Royal Air Force officer

Air Commodore Gordon Moulds, CBE DL is a retired Senior Royal Air Force Officer who held various commands including most recently Commander of Kandahar Airfield in Afghanistan.

==Military career==
Air Commodore Gordon Moulds joined the Royal Air Force in 1978 and trained as an Air Electronic Operator on Nimrod aircraft in the Maritime role. He served his first operational tour at RAF Kinloss as a sergeant where he participated in a number of operations, most notably flying from Ascension Island in support of the Falkland Islands’ campaign.

In 1983, he undertook navigator training and was posted to No. 111 Squadron RAF, RAF Leuchars, to operate the Air Defence F-4 Phantom II fighter aircraft. During this period he conducted numerous Quick Reaction Alert sorties (policing the United Kingdom airspace) where he and his pilot intercepted over 30 Russian aircraft.

In 1988 he became a Qualified Weapons Instructor in the air defence role and was posted to No 228 OCU, the Phantom Operational Conversion Unit; during this tour he was awarded the MBE.

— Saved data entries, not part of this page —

//! Per-id serialization
//!
//! For a single id, operations are serialized via a per-id lock acquired by
//! the repository, so observers never see an id both present in two tiers
//! and absent from R. `delete`, the tier manager's migrations, and the
//! consolidator's merge/evict passes all do delete-then-reinsert or
//! remove-then-flip sequences against R+V for a given id; striping a lock per
//! id (rather than one global lock) keeps unrelated ids from blocking each
//! other while still serializing same-id access. Built from the
//! `std::sync::Mutex` the rest of the crate already uses rather than pulling
//! in a concurrent-map crate.

use std::collections::HashMap;
use std::sync::{Arc, Mutex};

#[derive(Default)]
pub struct IdLocks {
    stripes: Mutex<HashMap<String, Arc<Mutex<()>>>>,
}

impl IdLocks {
    pub fn new() -> Self {
        Self::default()
    }

    /// Run `f` while holding the lock for `id`. Entries are dropped from the
    /// table once this call is the only remaining holder, so the table never
    /// grows past the number of ids with in-flight operations.
    pub fn with_lock<T>(&self, id: &str, f: impl FnOnce() -> T) -> T {
        let stripe = {
            let mut stripes = self.stripes.lock().unwrap_or_else(|e| e.into_inner());
            stripes.entry(id.to_string()).or_insert_with(|| Arc::new(Mutex::new(()))).clone()
        };

        let result = {
            let _guard = stripe.lock().unwrap_or_else(|e| e.into_inner());
            f()
        };

        let mut stripes = self.stripes.lock().unwrap_or_else(|e| e.into_inner());
        if Arc::strong_count(&stripe) <= 2 {
            stripes.remove(id);
        }
        result
    }
}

On Monday 9 January 1989, Moulds was flying as Navigator in a Phantom FGR2, tail number XT908, with Sqn Ldr John Nelson as Pilot. The sortie was planned as an air combat exercise between two Phantom FGR2's of 228 OCU from RAF Leuchars. XT908 was a trainer variant but had the control column in the rear cockpit removed.

The first intercept went as planned but in the climb back to 10,000ft, Sqn Ldr Nelson suddenly informed Moulds that he was feeling unwell. Moulds then informed the rest of the formation of the emergency and provided the pilot with a steer towards base.

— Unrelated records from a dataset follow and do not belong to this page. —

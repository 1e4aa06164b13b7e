//! Retrieval engine
//!
//! Three search modes over the `Repository` facade:
//! `search_exact` (R's FTS5), `search_semantic` (V's cosine index, with
//! stale hits discarded), and `search_hybrid` (fuses both via
//! `scoring::blend_hybrid`).

mod scoring;

pub use scoring::{
    blend_hybrid, context_match_score, frequency_score, match_position, match_quality,
    match_quality_rank, recency_score, score_memory,
};

use crate::config::ScoringWeights;
use crate::embeddings::{embed_with_retry, BackoffPolicy, Embedder};
use crate::error::{EngineError, Result};
use crate::memory::{Filter, MatchQuality, Memory, RecallOutcome, ScoredMemory, SearchMode, Signals, Tier};
use crate::storage::{RelationalStore, VectorStore};
use chrono::Utc;
use std::sync::Arc;

pub struct RetrievalEngine {
    relational: Arc<dyn RelationalStore>,
    vector: Arc<dyn VectorStore>,
    embedder: Arc<dyn Embedder>,
    weights: ScoringWeights,
    semantic_min_similarity: f32,
    exact_weight_default: f64,
}

impl RetrievalEngine {
    pub fn new(
        relational: Arc<dyn RelationalStore>,
        vector: Arc<dyn VectorStore>,
        embedder: Arc<dyn Embedder>,
        weights: ScoringWeights,
        semantic_min_similarity: f32,
        exact_weight_default: f64,
    ) -> Self {
        Self {
            relational,
            vector,
            embedder,
            weights,
            semantic_min_similarity,
            exact_weight_default,
        }
    }

    fn tiers_for(&self, filter: &Filter) -> Vec<Tier> {
        filter
            .tiers
            .clone()
            .unwrap_or_else(|| vec![Tier::Working, Tier::Session, Tier::LongTerm])
    }

    /// Exact-search ranking: strictly ordered by
    /// `(match_quality, earliest_match_position, recency)`, no embedding call
    /// and no multi-signal `score_memory` blend — exact search ranks purely
    /// on how and where the query text matched.
    pub fn search_exact(&self, query: &str, filter: &Filter, limit: usize) -> Result<Vec<ScoredMemory>> {
        let now = Utc::now();
        let rows = self.relational.exact_search(query, filter, limit)?;

        struct Ranked {
            memory: Memory,
            quality: MatchQuality,
            position: usize,
            recency: f64,
        }

        let mut ranked: Vec<Ranked> = rows
            .into_iter()
            .map(|m| {
                let quality = match_quality(&m.content, query);
                let position = match_position(&m.content, query).unwrap_or(usize::MAX);
                let recency = recency_score(m.last_accessed_at, now, self.weights.recency_tau_days);
                Ranked { memory: m, quality, position, recency }
            })
            .collect();

        ranked.sort_by(|a, b| {
            match_quality_rank(b.quality)
                .partial_cmp(&match_quality_rank(a.quality))
                .unwrap_or(std::cmp::Ordering::Equal)
                .then_with(|| a.position.cmp(&b.position))
                .then_with(|| b.recency.partial_cmp(&a.recency).unwrap_or(std::cmp::Ordering::Equal))
        });
        ranked.truncate(limit);

        Ok(ranked
            .into_iter()
            .map(|r| {
                let rank = match_quality_rank(r.quality);
                let signals = Signals {
                    similarity: None,
                    recency: Some(r.recency),
                    importance: Some(r.memory.importance),
                    frequency: None,
                    context_match: None,
                    exact_rank: Some(rank),
                };
                ScoredMemory { memory: r.memory, score: rank, signals }
            })
            .collect())
    }

    pub fn search_semantic(&self, query: &str, filter: &Filter, limit: usize) -> Result<Vec<ScoredMemory>> {
        let now = Utc::now();
        let embedding = embed_with_retry(self.embedder.as_ref(), query, BackoffPolicy::default())
            .map_err(EngineError::from)?;
        let tiers = self.tiers_for(filter);
        let hits = self
            .vector
            .search(&tiers, &embedding, limit, self.semantic_min_similarity)?;

        let mut out = Vec::new();
        for (id, similarity) in hits {
            // R is the source of truth; a V hit absent from R (or already
            // quarantined) is discarded here and left for `Repair` to clean up.
            match self.relational.get(&id)? {
                Some(m) if !m.quarantined && filter_matches(&m, filter) => {
                    let (score, signals) = score_memory(
                        &m,
                        Some(similarity as f64),
                        filter.context.as_deref(),
                        None,
                        now,
                        &self.weights,
                    );
                    out.push(ScoredMemory { memory: m, score, signals });
                }
                _ => continue,
            }
        }
        out.sort_by(|a, b| b.score.partial_cmp(&a.score).unwrap_or(std::cmp::Ordering::Equal));
        out.truncate(limit);
        Ok(out)
    }

    pub fn search_hybrid(
        &self,
        query: &str,
        filter: &Filter,
        limit: usize,
        exact_weight: Option<f64>,
    ) -> Result<RecallOutcome> {
        let fetch_limit = (limit * 2).max(limit);
        let exact = self.search_exact(query, filter, fetch_limit)?;
        // A down embedder degrades hybrid to exact-only rather than failing
        // the whole search; semantic failures are non-fatal to retrieval as
        // long as exact search still works.
        let (semantic, degraded) = match self.search_semantic(query, filter, fetch_limit) {
            Ok(hits) => (hits, false),
            Err(EngineError::EmbedUnavailable(msg)) => {
                tracing::warn!(error = %msg, "hybrid search degraded to exact-only: embedder unavailable");
                (Vec::new(), true)
            }
            Err(e) => return Err(e),
        };

        let exact_pairs: Vec<(String, f64)> = exact.iter().map(|s| (s.memory.id.clone(), s.score)).collect();
        let semantic_pairs: Vec<(String, f64)> = semantic.iter().map(|s| (s.memory.id.clone(), s.score)).collect();

        let weight = exact_weight.unwrap_or(self.exact_weight_default);
        let blended = blend_hybrid(&exact_pairs, &semantic_pairs, weight);

        let mut by_id: std::collections::HashMap<String, ScoredMemory> = std::collections::HashMap::new();
        for s in exact.into_iter().chain(semantic.into_iter()) {
            by_id.entry(s.memory.id.clone()).or_insert(s);
        }

        let mut hits = Vec::new();
        for (id, blended_score) in blended {
            if let Some(mut scored) = by_id.remove(&id) {
                scored.score = blended_score;
                hits.push(scored);
            }
            if hits.len() >= limit {
                break;
            }
        }
        Ok(RecallOutcome { hits, degraded })
    }

    pub fn search(&self, query: &str, mode: SearchMode, filter: &Filter, limit: usize) -> Result<RecallOutcome> {
        match mode {
            SearchMode::Exact => self.search_exact(query, filter, limit).map(|hits| RecallOutcome { hits, degraded: false }),
            SearchMode::Semantic => self
                .search_semantic(query, filter, limit)
                .map(|hits| RecallOutcome { hits, degraded: false })
                .map_err(|e| match e {
                    // A pure semantic read has no exact-search fallback, so an
                    // embedder failure here is fatal to the request rather than
                    // a degrade signal the way it is inside `search_hybrid`.
                    EngineError::EmbedUnavailable(msg) => EngineError::SemanticUnavailable(msg),
                    other => other,
                }),
            SearchMode::Hybrid => self.search_hybrid(query, filter, limit, None),
        }
    }
}

fn filter_matches(memory: &crate::memory::Memory, filter: &Filter) -> bool {
    if let Some(tiers) = &filter.tiers {
        if !tiers.contains(&memory.tier) {
            return false;
        }
    }
    if let Some(vault) = filter.vault_scope {
        if memory.vault_scope != vault {
            return false;
        }
    }
    filter.metadata.iter().all(|(k, v)| {
        memory.metadata.get(k).map(|mv| format!("{mv}") == format!("{v}")).unwrap_or(false)
    })
}

#[cfg(test)]
mod tests {
    use super::*;
    use crate::config::EngineConfig;
    use crate::embeddings::FakeEmbedder;
    use crate::memory::{content_hash, Memory, Metadata, VaultScope};
    use crate::storage::{FlatVectorIndex, SqliteStore};

    fn engine() -> (RetrievalEngine, Arc<dyn RelationalStore>, Arc<dyn VectorStore>, Arc<dyn Embedder>) {
        let cfg = EngineConfig::default();
        let r: Arc<dyn RelationalStore> = Arc::new(SqliteStore::open_in_memory().unwrap());
        let v: Arc<dyn VectorStore> = Arc::new(FlatVectorIndex::new(cfg.embedding_dim));
        let e: Arc<dyn Embedder> = Arc::new(FakeEmbedder::new(cfg.embedding_dim));
        let engine = RetrievalEngine::new(
            r.clone(),
            v.clone(),
            e.clone(),
            cfg.scoring_weights.clone(),
            cfg.semantic_min_similarity,
            cfg.exact_weight_default,
        );
        (engine, r, v, e)
    }

    fn insert(r: &Arc<dyn RelationalStore>, v: &Arc<dyn VectorStore>, e: &Arc<dyn Embedder>, id: &str, content: &str) {
        let now = Utc::now();
        let m = Memory {
            id: id.to_string(),
            content: content.to_string(),
            content_hash: content_hash(content),
            context: "general".to_string(),
            importance: 0.6,
            tier: Tier::Working,
            created_at: now,
            last_accessed_at: now,
            access_count: 2,
            metadata: Metadata::new(),
            vault_scope: VaultScope::Core,
            pending_embedding: false,
            quarantined: false,
            consecutive_sweep_failures: 0,
        };
        r.insert(&m).unwrap();
        let vec = e.embed(content).unwrap();
        v.upsert(Tier::Working, id, &vec).unwrap();
    }

    #[test]
    fn exact_search_finds_substring_match() {
        let (engine, r, v, e) = engine();
        insert(&r, &v, &e, "a", "the quick brown fox jumps");
        let hits = engine.search_exact("quick", &Filter::default(), 10).unwrap();
        assert_eq!(hits.len(), 1);
        assert_eq!(hits[0].memory.id, "a");
    }

    #[test]
    fn semantic_search_discards_vector_hit_missing_from_relational_store() {
        let (engine, _r, v, e) = engine();
        let orphan_vec = e.embed("ghost content").unwrap();
        v.upsert(Tier::Working, "ghost", &orphan_vec).unwrap();
        let hits = engine.search_semantic("ghost content", &Filter::default(), 10).unwrap();
        assert!(hits.is_empty());
    }

    #[test]
    fn hybrid_search_merges_both_lists() {
        let (engine, r, v, e) = engine();
        insert(&r, &v, &e, "a", "database migration plan for next quarter");
        let outcome = engine.search_hybrid("migration", &Filter::default(), 10, None).unwrap();
        assert!(!outcome.degraded);
        assert!(!outcome.hits.is_empty());
        assert_eq!(outcome.hits[0].memory.id, "a");
    }

    #[test]
    fn semantic_only_search_fails_with_semantic_unavailable_when_embedder_down() {
        let cfg = EngineConfig::default();
        let r: Arc<dyn RelationalStore> = Arc::new(SqliteStore::open_in_memory().unwrap());
        let v: Arc<dyn VectorStore> = Arc::new(FlatVectorIndex::new(cfg.embedding_dim));
        let e: Arc<dyn Embedder> = Arc::new(crate::embeddings::FakeEmbedder::unready(cfg.embedding_dim));
        let engine = RetrievalEngine::new(
            r,
            v,
            e,
            cfg.scoring_weights.clone(),
            cfg.semantic_min_similarity,
            cfg.exact_weight_default,
        );

        let result = engine.search("anything", SearchMode::Semantic, &Filter::default(), 10);

        assert!(matches!(result, Err(EngineError::SemanticUnavailable(_))));
    }

    #[test]
    fn hybrid_search_degrades_to_exact_only_when_embedder_unavailable() {
        let cfg = EngineConfig::default();
        let r: Arc<dyn RelationalStore> = Arc::new(SqliteStore::open_in_memory().unwrap());
        let v: Arc<dyn VectorStore> = Arc::new(FlatVectorIndex::new(cfg.embedding_dim));
        let e: Arc<dyn Embedder> = Arc::new(crate::embeddings::FakeEmbedder::unready(cfg.embedding_dim));
        let engine = RetrievalEngine::new(
            r.clone(),
            v.clone(),
            e.clone(),
            cfg.scoring_weights.clone(),
            cfg.semantic_min_similarity,
            cfg.exact_weight_default,
        );
        let now = Utc::now();
        let m = Memory {
            id: "a".to_string(),
            content: "the build command is make release".to_string(),
            content_hash: content_hash("the build command is make release"),
            context: "general".to_string(),
            importance: 0.9,
            tier: Tier::Working,
            created_at: now,
            last_accessed_at: now,
            access_count: 0,
            metadata: Metadata::new(),
            vault_scope: VaultScope::Core,
            pending_embedding: true,
            quarantined: false,
            consecutive_sweep_failures: 0,
        };
        r.insert(&m).unwrap();

        let outcome = engine.search_hybrid("make release", &Filter::default(), 10, None).unwrap();
        assert!(outcome.degraded);
        assert_eq!(outcome.hits.len(), 1);
        assert_eq!(outcome.hits[0].memory.id, "a");
    }
}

Shortly afterwards, the pilot's level of consciousness rapidly decreased and although he was responding to commands, they were slow. The aircraft then began a descent and despite repeated requests, the aircraft continued to lose altitude. Moulds shouted "Pull Up" and the pilot responded in an agitated manner and selected full dry power (no re-heat) and 10 degrees nose up. After this the pilot failed to respond to any requests.

Moulds selected full re-heat and as the aircraft passed 16,000ft, it departed from controlled flight and entered a spin. As there was no control column in the rear, Moulds ejected after being advised by the other aircraft not to leave his ejection too late. He informed the pilot of the plan however Nelson failed to eject and was killed in the ensuing crash. The aircraft impacted the North Sea at the location 56'30.00"North, 0' 20.00" West

Throughout his time on Phantom aircraft he completed 7 detachments to the Falkland Islands.

On promotion to Squadron Leader he became the aircraft accident Board of Inquiry advisor for Headquarters 11 Group at RAF Bentley Priory. In 1993, he converted on to the Tornado F3 fighter aircraft and became the Executive Officer of the Tornado F3 Operational Training Unit.

On promotion to Wing Commander, he became the Deputy Combined Force Air Component Commander in Turkey, policing the Iraqi no-fly zones. A short tour followed in the Ministry of Defence as the desk officer responsible for advising ministers on air matters relating to the Middle East. In 1998 he became Officer Commanding Operations Wing at RAF Leuchars.

Another short tour followed in the Ministry of Defence, this time as the Personal Staff Officer to the Assistant Chief of the Air Staff. On promotion to Group Captain, he was posted to Headquarters 1 Group, Strike Command, as Group Captain Tornado where he was responsible for all operational, training and second customer issues for the Tornado F3, Tornado GR4 and Hawk aircraft.

===Commandant Air Cadets===

In June 2004, he assumed the post of Chief of Staff/Air Commander in the Falkland Islands. During that tour, his only interest was promotion. Returning to the UK to take up the post of Commandant Air Cadets on promotion to Air Commodore on 13 October 2006, replacing Air Commodore David Harrison.

Whilst Commandant Air Cadets, he visited many units and Squadrons, and was extremely impressed with the efforts being made by the volunteer staff and the subsequent results for the cadets of those Squadrons, in particular those units that have been able to provide sustained levels of high achievement across the broad range of activities that the ACO provides.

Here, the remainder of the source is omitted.